- [INSTRUCTIONS TO FOLLOW] From the entries that follow, list every line in which the string "impl" appears.

- [Stored items]
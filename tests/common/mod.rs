use std::{
    fs,
    path::{Path, PathBuf},
    time::Duration,
};

pub fn fixture_path(relative: impl AsRef<Path>) -> PathBuf {
    PathBuf::from(env!("CARGO_MANIFEST_DIR"))
        .join("tests")
        .join("fixtures")
        .join(relative)
}

pub fn read_fixture(relative: impl AsRef<Path>) -> String {
    fs::read_to_string(fixture_path(relative)).expect("fixture file should be readable")
}

#[allow(dead_code)]
pub fn client_config(api: impl Into<String>, timeout: Duration) -> chkit::ChConfig {
    chkit::ChConfig::new(
        "chkit-tests",
        timeout,
        Some(chkit::ChUrls { api: api.into() }),
    )
}

#[allow(dead_code)]
pub fn client(api: impl Into<String>) -> chkit::CompaniesHouse {
    chkit::CompaniesHouse::with_config("abc", client_config(api, Duration::from_secs(5))).unwrap()
}

#[allow(dead_code)]
pub fn run_config(dir: &Path, location: &str, sic_codes: &str) -> chkit::RunConfig {
    chkit::RunConfig::new(
        Some("abc".to_string()),
        Some(location.to_string()),
        Some(sic_codes.to_string()),
    )
    .unwrap()
    .with_output_dir(dir)
}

- [RESPONSE TO THIS TASK]
pub fn fixture_path(relative: impl AsRef<Path>) -> PathBuf {
pub fn read_fixture(relative: impl AsRef<Path>) -> String {
pub fn client_config(api: impl Into<String>, timeout: Duration) -> chkit::ChConfig {
pub fn client(api: impl Into<String>) -> chkit::CompaniesHouse {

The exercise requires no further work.